For performance, I can recommend NASPT from Intel, and not only for NAS performance but overall net file I/O.

With performance tools the question is, what can you compare against - and does the tool have a way of helping identify problems? NASPT is used here, and comes with a analysis package.

PFsense has iperf as a package, makes it easy to measure router performance.

Hi GregN

I had a look at NASPT and seems great with a lot of various reports but I wanted to find out how to test the performance of my wireless connection to another PC. I tried pointing either the target directory or the output directory to one of the shared files on the other PC, it's not an option under the configurations-browse. Am I going about it the wrong way?

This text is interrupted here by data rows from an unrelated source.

//! Turn ranked explanation rows into a dense feature matrix
use std::borrow::Cow;

use thiserror::Error;

#[cfg(feature = "serde")]
use serde_crate::{Deserialize, Serialize};

use crate::error::{Error, Result};
use crate::explanation::{
    ExplanationTable, TaskType, DEFAULT_N_REASONS, REASON_NAME_OFFSET, REASON_STRENGTH_OFFSET,
    REASON_STRIDE,
};
use crate::frame::Cell;
use crate::matrix::{FeatureMatrix, FeatureSchema};
use crate::param_guard::ParamGuard;
use crate::traits::Transformer;

/// An error when building a vectorizer with invalid parameters
#[derive(Error, Debug)]
pub enum VectorizerParamsError {
    #[error("n_reasons cannot be 0")]
    NReasons,
}

/// Converts an explanation table into a [`FeatureMatrix`]
///
/// Each distinct feature name found among the first `n_reasons` reasons of any row becomes a
/// column, in the order in which the names are first seen when walking the reason slots one
/// after the other. The cell of a row and a feature holds the strength of that feature in the
/// row's reasons, or zero if the feature is not among them. If the same feature appears in two
/// slots of one row, the later slot wins.
///
/// ```
/// use linfa_reasons::explanation::{ExplanationRow, ExplanationTable, Reason, TaskType};
/// use linfa_reasons::vectorize::Vectorizer;
/// use linfa_reasons::ParamGuard;
/// use ndarray::array;
///
/// let rows = vec![
///     ExplanationRow {
///         prediction: Some(3.5),
///         reasons: vec![Reason::new("age", 42., 0.5), Reason::new("income", 10., -0.25)],
///         ..Default::default()
///     },
///     ExplanationRow {
///         prediction: Some(1.5),
///         reasons: vec![Reason::new("income", 20., 0.75)],
///         ..Default::default()
///     },
/// ];
/// let table = ExplanationTable::from_rows(TaskType::Regression, 2, &rows);
///
/// let matrix = Vectorizer::params(TaskType::Regression)
///     .n_reasons(2)
///     .check()
///     .unwrap()
///     .vectorize(&table)
///     .unwrap();
///
/// assert_eq!(matrix.feature_names(), &["age", "income"]);
/// assert_eq!(matrix.records(), &array![[0.5, -0.25], [0., 0.75]]);
/// ```
#[cfg_attr(
    feature = "serde",
    derive(Serialize, Deserialize),
    serde(crate = "serde_crate")
)]
#[derive(Clone, Debug, PartialEq)]
pub struct Vectorizer {
    task: TaskType,
    n_reasons: usize,
}

/// Helper struct for building a [`Vectorizer`]
#[derive(Clone, Debug, PartialEq)]
pub struct VectorizerParams(Vectorizer);

impl VectorizerParams {
    /// Number of reason slots read from every row
    pub fn n_reasons(mut self, n_reasons: usize) -> Self {
        self.0.n_reasons = n_reasons;
        self
    }
}

impl ParamGuard for VectorizerParams {
    type Checked = Vectorizer;
    type Error = VectorizerParamsError;

    fn check_ref(&self) -> std::result::Result<&Self::Checked, Self::Error> {
        if self.0.n_reasons == 0 {
            Err(VectorizerParamsError::NReasons)
        } else {
            Ok(&self.0)
        }
    }

    fn check(self) -> std::result::Result<Self::Checked, Self::Error> {
        self.check_ref()?;
        Ok(self.0)
    }
}

impl Vectorizer {
    /// Defaults are provided if optional parameters are not specified:
    /// * `n_reasons = 5`
    pub fn params(task: TaskType) -> VectorizerParams {
        VectorizerParams(Vectorizer {
            task,
            n_reasons: DEFAULT_N_REASONS,
        })
    }

    pub fn task(&self) -> TaskType {
        self.task
    }

    pub fn n_reasons(&self) -> usize {
        self.n_reasons
    }

    /// Positions of the `(name, strength)` columns of every reason slot
    pub fn reason_columns(&self) -> Vec<(usize, usize)> {
        let offset = self.task.reason_offset();
        (0..self.n_reasons)
            .map(|slot| {
                let start = offset + slot * REASON_STRIDE;
                (start + REASON_NAME_OFFSET, start + REASON_STRENGTH_OFFSET)
            })
            .collect()
    }

    pub fn vectorize(&self, table: &ExplanationTable) -> Result<FeatureMatrix> {
        let frame = table.frame();
        if frame.is_empty() {
            return Err(Error::EmptyInput);
        }

        let reason_columns = self.reason_columns();
        let n_columns = frame.ncols();
        if reason_columns
            .iter()
            .any(|&(name, strength)| name >= n_columns || strength >= n_columns)
        {
            return Err(Error::Schema {
                offset: self.task.reason_offset(),
                n_columns,
            });
        }

        let mut schema = FeatureSchema::new();
        // (row, column, strength) in slot order, so that later slots overwrite earlier ones
        let mut entries = Vec::with_capacity(frame.nrows() * self.n_reasons);
        for &(name_col, strength_col) in reason_columns.iter() {
            for (row, cells) in frame.rows().iter().enumerate() {
                let name = match &cells[name_col] {
                    Cell::Null => continue,
                    Cell::Text(name) if name.is_empty() => continue,
                    Cell::Text(name) => Cow::Borrowed(name.as_str()),
                    // names such as `2019` are read from CSV as numbers
                    cell @ Cell::Number(_) => Cow::Owned(cell.to_string()),
                };
                let strength =
                    cells[strength_col]
                        .as_f64()
                        .ok_or_else(|| Error::MalformedCell {
                            row,
                            column: frame.columns()[strength_col].clone(),
                        })?;
                entries.push((row, schema.insert(&name), strength));
            }
        }

        if schema.is_empty() {
            return Err(Error::EmptyInput);
        }

        let mut matrix = FeatureMatrix::zeros(frame.nrows(), schema);
        let records = matrix.records_mut();
        for (row, col, strength) in entries {
            records[(row, col)] = strength;
        }

        Ok(matrix)
    }
}

impl Transformer<&ExplanationTable, Result<FeatureMatrix>> for Vectorizer {
    fn transform(&self, table: &ExplanationTable) -> Result<FeatureMatrix> {
        self.vectorize(table)
    }
}

#[cfg(test)]
mod tests {
    use super::*;
    use crate::explanation::{ExplanationRow, Reason};
    use crate::frame::Frame;
    use approx::assert_abs_diff_eq;
    use ndarray::array;

    fn row(prediction: f64, reasons: &[(&str, f64)]) -> ExplanationRow {
        ExplanationRow {
            prediction: Some(prediction),
            class_1_probability: Some(prediction / 10.),
            reasons: reasons
                .iter()
                .map(|&(name, strength)| Reason::new(name, 1., strength))
                .collect(),
            ..Default::default()
        }
    }

    fn vectorizer(task: TaskType, n_reasons: usize) -> Vectorizer {
        Vectorizer::params(task).n_reasons(n_reasons).check_unwrap()
    }

    #[test]
    fn n_reasons_cannot_be_zero() {
        let res = Vectorizer::params(TaskType::Binary).n_reasons(0).check();
        assert!(matches!(res, Err(VectorizerParamsError::NReasons)));
    }

    #[test]
    fn reason_columns_use_stride() {
        let v = vectorizer(TaskType::Regression, 3);
        assert_eq!(v.reason_columns(), vec![(2, 6), (7, 11), (12, 16)]);
        let v = vectorizer(TaskType::Binary, 2);
        assert_eq!(v.reason_columns(), vec![(6, 10), (11, 15)]);
    }

    #[test]
    fn width_is_number_of_distinct_features() {
        let rows = vec![
            row(1., &[("a", 0.1), ("b", 0.2)]),
            row(2., &[("c", 0.3), ("a", 0.4)]),
            row(3., &[("b", 0.5), ("d", 0.6)]),
        ];
        let table = ExplanationTable::from_rows(TaskType::Binary, 2, &rows);
        let matrix = vectorizer(TaskType::Binary, 2).vectorize(&table).unwrap();

        assert_eq!(matrix.nsamples(), 3);
        assert_eq!(matrix.nfeatures(), 4);
        // first slot of every row, then the second slot
        assert_eq!(matrix.feature_names(), &["a", "c", "b", "d"]);
        assert_eq!(
            matrix.records(),
            &array![[0.1, 0., 0.2, 0.], [0.4, 0.3, 0., 0.], [0., 0., 0.5, 0.6]]
        );
        let transformed = vectorizer(TaskType::Binary, 2).transform(&table).unwrap();
        assert_eq!(transformed, matrix);
    }

    #[test]
    fn repeated_feature_in_one_row_keeps_last_slot() {
        let rows = vec![row(1., &[("a", 0.1), ("b", 0.2), ("a", 0.7)])];
        let table = ExplanationTable::from_rows(TaskType::Regression, 3, &rows);
        let matrix = vectorizer(TaskType::Regression, 3).vectorize(&table).unwrap();

        assert_eq!(matrix.feature_names(), &["a", "b"]);
        assert_abs_diff_eq!(matrix.records()[(0, 0)], 0.7);
        // 0.1 collapsed away, no accumulation
        assert_abs_diff_eq!(matrix.row_sums()[0], 0.9);
    }

    #[test]
    fn missing_reasons_stay_zero() {
        let rows = vec![row(1., &[("a", 0.1)]), row(2., &[])];
        let table = ExplanationTable::from_rows(TaskType::Regression, 5, &rows);
        let matrix = vectorizer(TaskType::Regression, 5).vectorize(&table).unwrap();

        assert_eq!(matrix.records(), &array![[0.1], [0.]]);
    }

    #[test]
    fn only_first_n_reasons_are_read() {
        let rows = vec![row(1., &[("a", 0.1), ("b", 0.2), ("c", 0.3)])];
        let table = ExplanationTable::from_rows(TaskType::Regression, 3, &rows);
        let matrix = vectorizer(TaskType::Regression, 2).vectorize(&table).unwrap();

        assert_eq!(matrix.feature_names(), &["a", "b"]);
    }

    #[test]
    fn empty_table() {
        let table = ExplanationTable::from_rows(TaskType::Regression, 5, &[]);
        let res = vectorizer(TaskType::Regression, 5).vectorize(&table);
        assert!(matches!(res, Err(Error::EmptyInput)));
    }

    #[test]
    fn rows_without_any_reason() {
        let table = ExplanationTable::from_rows(TaskType::Regression, 2, &[row(1., &[])]);
        let res = vectorizer(TaskType::Regression, 2).vectorize(&table);
        assert!(matches!(res, Err(Error::EmptyInput)));
    }

    #[test]
    fn layout_too_narrow_for_task() {
        let rows = vec![row(1., &[("a", 0.1)])];
        // a regression layout has no room for binary offsets
        let table = ExplanationTable::from_rows(TaskType::Regression, 1, &rows);
        let res = vectorizer(TaskType::Binary, 1).vectorize(&table);
        assert!(matches!(
            res,
            Err(Error::Schema {
                offset: 6,
                n_columns: 7
            })
        ));

        let res = vectorizer(TaskType::Regression, 2).vectorize(&table);
        assert!(matches!(res, Err(Error::Schema { offset: 2, .. })));
    }

    #[test]
    fn offsets_are_honored_exactly() {
        // the same raw rows read under both task types: regression reads the slot at columns
        // (2, 6), binary reads it at (6, 10)
        let columns = (0..11).map(|i| format!("c{}", i)).collect::<Vec<_>>();
        let cells = |c2: &str, c6: &str, c10: f64| {
            let mut cells = vec![Cell::Null; 11];
            cells[2] = c2.into();
            cells[6] = c6.into();
            cells[10] = Cell::Number(c10);
            cells
        };
        let frame = Frame::new(
            columns,
            vec![cells("x", "0.5", 2.), cells("y", "1.5", 4.)],
        )
        .unwrap();
        let table = ExplanationTable::from(frame);

        let regression = vectorizer(TaskType::Regression, 1)
            .vectorize(&table)
            .unwrap();
        assert_eq!(regression.feature_names(), &["x", "y"]);
        assert_eq!(regression.records(), &array![[0.5, 0.], [0., 1.5]]);

        let binary = vectorizer(TaskType::Binary, 1).vectorize(&table).unwrap();
        assert_eq!(binary.feature_names(), &["0.5", "1.5"]);
        assert_eq!(binary.records(), &array![[2., 0.], [0., 4.]]);
    }

    #[test]
    fn strength_must_be_numeric() {
        let mut cells = vec![Cell::Null; 7];
        cells[2] = "a".into();
        cells[6] = "strong".into();
        let columns = (0..7).map(|i| i.to_string()).collect::<Vec<_>>();
        let frame = Frame::new(columns, vec![cells]).unwrap();
        let res = vectorizer(TaskType::Regression, 1).vectorize(&frame.into());
        assert!(matches!(res, Err(Error::MalformedCell { row: 0, .. })));
    }

    #[test]
    fn numeric_feature_names_from_csv() {
        let csv = "row_id,prediction,reason_0_feature,reason_0_feature_value,reason_0_label,\
                   reason_0_qualitative_strength,reason_0_strength\n\
                   0,1.5,2019,3,,++,0.75\n\
                   1,2.5,age,40,,+,0.25\n";
        let frame = Frame::from_csv(csv.as_bytes()).unwrap();
        assert_eq!(frame.cell(0, 2), Some(&Cell::Number(2019.)));

        let matrix = vectorizer(TaskType::Regression, 1)
            .vectorize(&frame.into())
            .unwrap();
        assert_eq!(matrix.feature_names(), &["2019", "age"]);
        assert_eq!(matrix.records(), &array![[0.75, 0.], [0., 0.25]]);
    }
}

The wireless connection is two Ubiquiti bullet m5 devices pointing at each other. I have used iperf to run tests already but I want to find out if there will be any performance difference if I used NASPT.
 
Hi GregN

I had a look at NASPT and seems great with a lot of various reports but I wanted to find out how to test the performance of my wireless connection to another PC. I tried pointing either the target directory or the output directory to one of the shared files on the other PC, it's not an option under the configurations-browse. Am I going about it the wrong way?

The wireless connection is two Ubiquiti bullet m5 devices pointing at each other. I have used iperf to run tests already but I want to find out if there will be any performance difference if I used NASPT.

NASPT will work against any mounted drive, map a shared folder from the target machine as a drive letter and try again.

Hope that helps
 
Hi GregN

I had a look at NASPT and seems great with a lot of various reports but I wanted to find out how to test the performance of my wireless connection to another PC
Perhaps you want to remove disk I/O from the equation and test just WiFi speeds. A simple way is to download/install Qcheck which does memory to memory transfers.
 
Perhaps you want to remove disk I/O from the equation and test just WiFi speeds. A simple way is to download/install Qcheck which does memory to memory transfers.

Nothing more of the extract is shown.